Em 2018, o prestigioso British Journal of Sports Medicine publicou um artigo prospectivo sobre o resfriado comum na seleção finlandesa durante as Olimpíadas de 2018. Dos 44 atletas, 20 deles tiveram sintomas de resfriado e dos 68 da equipe técnica acompanhante, 22 também foram afetados na média de 21 dias de permanência. Os culpados, sete vírus diferentes (diferentes cepas de coronavírus, influenza B, vírus sincicial respiratório, rinovírus e metapneumovírus humano). As Olimpíadas de verão também não são poupadas, por exemplo, naquelas realizadas no Brasil durante o verão de 2016, uma das principais causas de doenças eram as relacionadas ao trato respiratório superior.
Esses dados colocam o exercício físico como o principal culpado há mais de cem anos, na queda do sistema imunológico do atleta e com um “maior risco” de doenças respiratórias superiores.

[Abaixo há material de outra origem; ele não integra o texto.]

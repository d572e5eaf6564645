//! Inspection session lifecycle and read views.
//!
//! `in_progress` is the only state that accepts work; `complete` moves a
//! session to `uploaded` and queues its analysis, `incomplete` closes it
//! without analysis. `uploaded -> completed` happens in the analysis worker.

use std::collections::HashMap;

use tracing::{info, warn};
use uuid::Uuid;

use super::analysis_queue::AnalysisQueue;
use super::photo_store::{PhotoStore, validate_storage_id};
use super::photo_validator::PhotoValidator;
use crate::db::DbPool;
use crate::entity::{analysis_result, photo, session};
use crate::error::{AppError, AppResult};
use crate::models::{
    AnalysisStatus, CreateSessionRequest, DamageView, NewPhoto, PhotoSummary,
    SessionDetailResponse, SessionListItem, SessionResponse, SessionResultsResponse,
    SessionStatus, VehicleResponse,
};

pub const MSG_VEHICLE_NOT_FOUND: &str = "Veicolo non trovato";
pub const MSG_USER_NOT_FOUND: &str = "Utente non trovato";
pub const MSG_SESSION_NOT_FOUND: &str = "Sessione non trovata";

fn session_not_found() -> AppError {
    AppError::NotFound(MSG_SESSION_NOT_FOUND.to_string())
}

/// One uploaded photo as received from the client.
#[derive(Debug)]
pub struct PhotoUpload {
    pub session_id: String,
    pub angle_index: i32,
    pub angle_label: String,
    pub data: Vec<u8>,
}

/// Create a session, or return the existing one when `id` is already taken.
pub async fn create_session(
    pool: &DbPool,
    request: CreateSessionRequest,
) -> AppResult<session::Model> {
    if pool.get_vehicle(&request.vehicle_id).await?.is_none() {
        return Err(AppError::NotFound(MSG_VEHICLE_NOT_FOUND.to_string()));
    }
    if pool.get_user(&request.user_id).await?.is_none() {
        return Err(AppError::NotFound(MSG_USER_NOT_FOUND.to_string()));
    }

    let session_id = request
        .id
        .map(|id| id.trim().to_string())
        .filter(|id| !id.is_empty())
        .unwrap_or_else(|| Uuid::new_v4().to_string());
    // Photos are stored under the session id
    validate_storage_id(&session_id)?;

    if let Some(existing) = pool.get_session(&session_id).await? {
        return Ok(existing);
    }

    match pool
        .insert_session(&session_id, &request.vehicle_id, &request.user_id)
        .await
    {
        Ok(created) => {
            info!(session_id = %created.id, vehicle_id = %created.vehicle_id, "Session created");
            Ok(created)
        }
        // A concurrent create with the same id won the race
        Err(e) => match pool.get_session(&session_id).await? {
            Some(existing) => Ok(existing),
            None => Err(e),
        },
    }
}

/// Store an upload, validate it and record it if accepted.
///
/// A rejected photo leaves neither a file nor a row behind.
pub async fn accept_photo(
    pool: &DbPool,
    store: &PhotoStore,
    validator: &dyn PhotoValidator,
    upload: PhotoUpload,
) -> AppResult<photo::Model> {
    let session = pool
        .get_session(&upload.session_id)
        .await?
        .ok_or_else(session_not_found)?;

    let vehicle_type = pool
        .get_vehicle(&session.vehicle_id)
        .await?
        .map(|v| v.vehicle_type)
        .unwrap_or_default();

    let photo_id = Uuid::new_v4().to_string();
    let path = store.put(&session.id, &photo_id, &upload.data).await?;

    let outcome = validator.validate(&upload.data, &vehicle_type).await;
    if !outcome.valid {
        store.delete(&path).await?;
        warn!(session_id = %session.id, reason = %outcome.reason, "Photo rejected");
        return Err(AppError::Unprocessable(format!(
            "Foto non valida: {}",
            outcome.reason
        )));
    }

    let new_photo = NewPhoto {
        id: photo_id,
        session_id: session.id.clone(),
        angle_index: upload.angle_index,
        angle_label: upload.angle_label,
        file_path: path.to_string_lossy().into_owned(),
        validation_message: Some(outcome.reason).filter(|r| !r.is_empty()),
    };

    match pool.insert_photo(new_photo).await {
        Ok(photo) => {
            info!(
                session_id = %session.id,
                photo_id = %photo.id,
                angle = %photo.angle_label,
                "Photo accepted"
            );
            Ok(photo)
        }
        Err(e) => {
            if let Err(cleanup) = store.delete(&path).await {
                warn!("Failed to remove orphaned photo file: {}", cleanup);
            }
            Err(e)
        }
    }
}

/// Close the session as `uploaded` and queue its analysis.
pub async fn complete_session(
    pool: &DbPool,
    queue: &AnalysisQueue,
    session_id: &str,
) -> AppResult<session::Model> {
    let session = pool
        .close_session(session_id, SessionStatus::Uploaded)
        .await?
        .ok_or_else(session_not_found)?;

    queue.enqueue(&session.id).await?;
    info!(
        session_id = %session.id,
        valid_photos = session.valid_photos,
        "Session completed, analysis queued"
    );
    Ok(session)
}

/// Close the session as `incomplete`. No analysis runs.
pub async fn mark_incomplete(pool: &DbPool, session_id: &str) -> AppResult<session::Model> {
    let session = pool
        .close_session(session_id, SessionStatus::Incomplete)
        .await?
        .ok_or_else(session_not_found)?;

    info!(session_id = %session.id, valid_photos = session.valid_photos, "Session marked incomplete");
    Ok(session)
}

fn analysis_status_of(analysis: Option<&analysis_result::Model>) -> AnalysisStatus {
    analysis
        .and_then(|a| AnalysisStatus::parse(&a.status))
        .unwrap_or(AnalysisStatus::Pending)
}

/// Damages are only shown for a completed analysis.
async fn visible_damages(
    pool: &DbPool,
    analysis: Option<&analysis_result::Model>,
) -> AppResult<Vec<DamageView>> {
    match analysis {
        Some(a) if analysis_status_of(Some(a)) == AnalysisStatus::Completed => Ok(pool
            .get_damages(&a.id)
            .await?
            .into_iter()
            .map(DamageView::from)
            .collect()),
        _ => Ok(Vec::new()),
    }
}

/// Every session with its analysis summary.
pub async fn list_sessions(pool: &DbPool) -> AppResult<Vec<SessionListItem>> {
    let sessions = pool.list_sessions().await?;
    let session_ids: Vec<String> = sessions.iter().map(|s| s.id.clone()).collect();

    let analyses: HashMap<String, analysis_result::Model> = pool
        .get_analyses_for_sessions(&session_ids)
        .await?
        .into_iter()
        .map(|a| (a.session_id.clone(), a))
        .collect();

    let completed_ids: Vec<String> = analyses
        .values()
        .filter(|a| analysis_status_of(Some(a)) == AnalysisStatus::Completed)
        .map(|a| a.id.clone())
        .collect();

    let mut damages_by_analysis: HashMap<String, Vec<String>> = HashMap::new();
    for damage in pool.get_damages_for_analyses(&completed_ids).await? {
        damages_by_analysis
            .entry(damage.analysis_id)
            .or_default()
            .push(damage.damage_type);
    }

    let items = sessions
        .into_iter()
        .map(|s| {
            let analysis = analyses.get(&s.id);
            let types = analysis
                .and_then(|a| damages_by_analysis.get(&a.id))
                .cloned()
                .unwrap_or_default();

            let damage_count = types.len();
            let mut damage_types: Vec<String> = Vec::new();
            for t in types {
                if !damage_types.contains(&t) {
                    damage_types.push(t);
                }
            }

            SessionListItem {
                analysis_status: analysis_status_of(analysis),
                session: SessionResponse::from(s),
                damage_types,
                damage_count,
            }
        })
        .collect();

    Ok(items)
}

/// Session with its vehicle, photos and visible damages.
pub async fn session_details(pool: &DbPool, session_id: &str) -> AppResult<SessionDetailResponse> {
    let session = pool
        .get_session(session_id)
        .await?
        .ok_or_else(session_not_found)?;

    let vehicle = pool.get_vehicle(&session.vehicle_id).await?;
    let photos = pool.get_photos_for_session(session_id).await?;
    let analysis = pool.get_analysis_for_session(session_id).await?;
    let damages = visible_damages(pool, analysis.as_ref()).await?;

    Ok(SessionDetailResponse {
        session: SessionResponse::from(session),
        vehicle: vehicle.map(VehicleResponse::from),
        photos: photos.into_iter().map(PhotoSummary::from).collect(),
        analysis_status: analysis_status_of(analysis.as_ref()),
        damages,
    })
}

/// Analysis status and damages; `pending` with no damages before any run.
pub async fn session_results(pool: &DbPool, session_id: &str) -> AppResult<SessionResultsResponse> {
    if pool.get_session(session_id).await?.is_none() {
        return Err(session_not_found());
    }

    let analysis = pool.get_analysis_for_session(session_id).await?;
    let damages = visible_damages(pool, analysis.as_ref()).await?;

    Ok(SessionResultsResponse {
        analysis_status: analysis_status_of(analysis.as_ref()),
        damages,
    })
}
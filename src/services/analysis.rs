//! Runs one damage analysis for a session and records the outcome.
//!
//! Steps: reset the session's analysis row to `processing`, load its photos,
//! ask the analyzer, then store either the damages or a redacted error.
//! Whatever the outcome, a session still in `uploaded` is advanced to
//! `completed` so callers never wait on it forever.

use std::sync::Arc;

use secrecy::{ExposeSecret, SecretString};
use tracing::{error, info};

use super::damage_analyzer::{AnalysisError, DamageAnalyzer};
use super::redact::redact_secrets;
use crate::db::DbPool;
use crate::error::AppResult;
use crate::models::{AnalysisStatus, DamageRecord, SessionStatus};

#[derive(Clone)]
pub struct AnalysisRunner {
    pool: DbPool,
    analyzer: Arc<dyn DamageAnalyzer>,
    provider_key: Option<SecretString>,
}

impl AnalysisRunner {
    pub fn new(pool: DbPool, analyzer: Arc<dyn DamageAnalyzer>) -> Self {
        Self {
            pool,
            analyzer,
            provider_key: None,
        }
    }

    /// Provider credential to scrub from stored error text.
    pub fn with_provider_key(mut self, key: &str) -> Self {
        if !key.trim().is_empty() {
            self.provider_key = Some(SecretString::from(key.to_string()));
        }
        self
    }

    /// Analyze `session_id` and return the terminal analysis status.
    ///
    /// Analysis failures are recorded, not returned; `Err` means the outcome
    /// itself could not be stored.
    pub async fn run(&self, session_id: &str) -> AppResult<AnalysisStatus> {
        let analysis = self.pool.begin_analysis(session_id).await?;

        let outcome = match self.analyze(session_id).await {
            Ok(damages) => self
                .pool
                .complete_analysis(&analysis.id, &damages)
                .await
                .map(|()| damages.len())
                .map_err(AnalysisError::from),
            Err(e) => Err(e),
        };

        let status = match outcome {
            Ok(count) => {
                info!(
                    session_id,
                    analyzer = self.analyzer.name(),
                    damages = count,
                    "Analysis completed"
                );
                AnalysisStatus::Completed
            }
            Err(e) => {
                let message = self.redact(&e.to_string());
                error!(session_id, analyzer = self.analyzer.name(), "Analysis failed: {}", message);
                self.pool.fail_analysis(&analysis.id, &message).await?;
                AnalysisStatus::Error
            }
        };

        self.pool
            .advance_session_status(session_id, SessionStatus::Uploaded, SessionStatus::Completed)
            .await?;

        Ok(status)
    }

    async fn analyze(&self, session_id: &str) -> Result<Vec<DamageRecord>, AnalysisError> {
        let photos = self.pool.get_photos_for_session(session_id).await?;
        if photos.is_empty() {
            info!(session_id, "Session has no photos, nothing to analyze");
            return Ok(Vec::new());
        }

        self.analyzer.analyze(&photos).await
    }

    fn redact(&self, text: &str) -> String {
        match &self.provider_key {
            Some(key) => redact_secrets(text, &[key.expose_secret()]),
            None => redact_secrets(text, &[]),
        }
    }
}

A partir da década de 1980, vários estudos foram publicados mostrando que após eventos de resistência prolongada, como a Maratona dos Dois Oceanos em 1983 ou a Maratona de Los Angeles em 1987, havia uma incidência maior de sintomas respiratórios superiores nas semanas após os eventos. A famosa “Teoria da Janela Aberta” foi formulada na qual era explicado que o exercício produzia uma queda temporária da imunidade após o exercício e, portanto, durante este período o atleta tinha uma chance maior de adoecer. O Prof. Nieman, na década de 1990, propôs a relação entre exercícios e suscetibilidade à infecção no que é conhecido como o modelo J de imunidade. Segundo Nieman, pessoas sedentárias apresentam médio risco de infecção, enquanto atletas apresentam maior risco de infecções oportunistas, principalmente do trato respiratório superior. No entanto, as pessoas que se exercitam moderadamente têm menor risco. Nem todos os cientistas concordam com essa teoria de que os atletas apresentam um risco maior de infecção do que a população em geral. A Teoria da Janela Aberta começou a ser questionada em 2000 com os resultados de um estudo realizado em atletas que correram a Maratona de Estocolmo, onde se observou que os sintomas não eram maiores após a prova naqueles que antes de sua participação no evento, não mostrou sintomas. Recentemente, essa teoria foi debatida com alguns argumentos que parecem bastante razoáveis.
“A doença representa 1/3 de todos os dias perdidos por um atleta de elite”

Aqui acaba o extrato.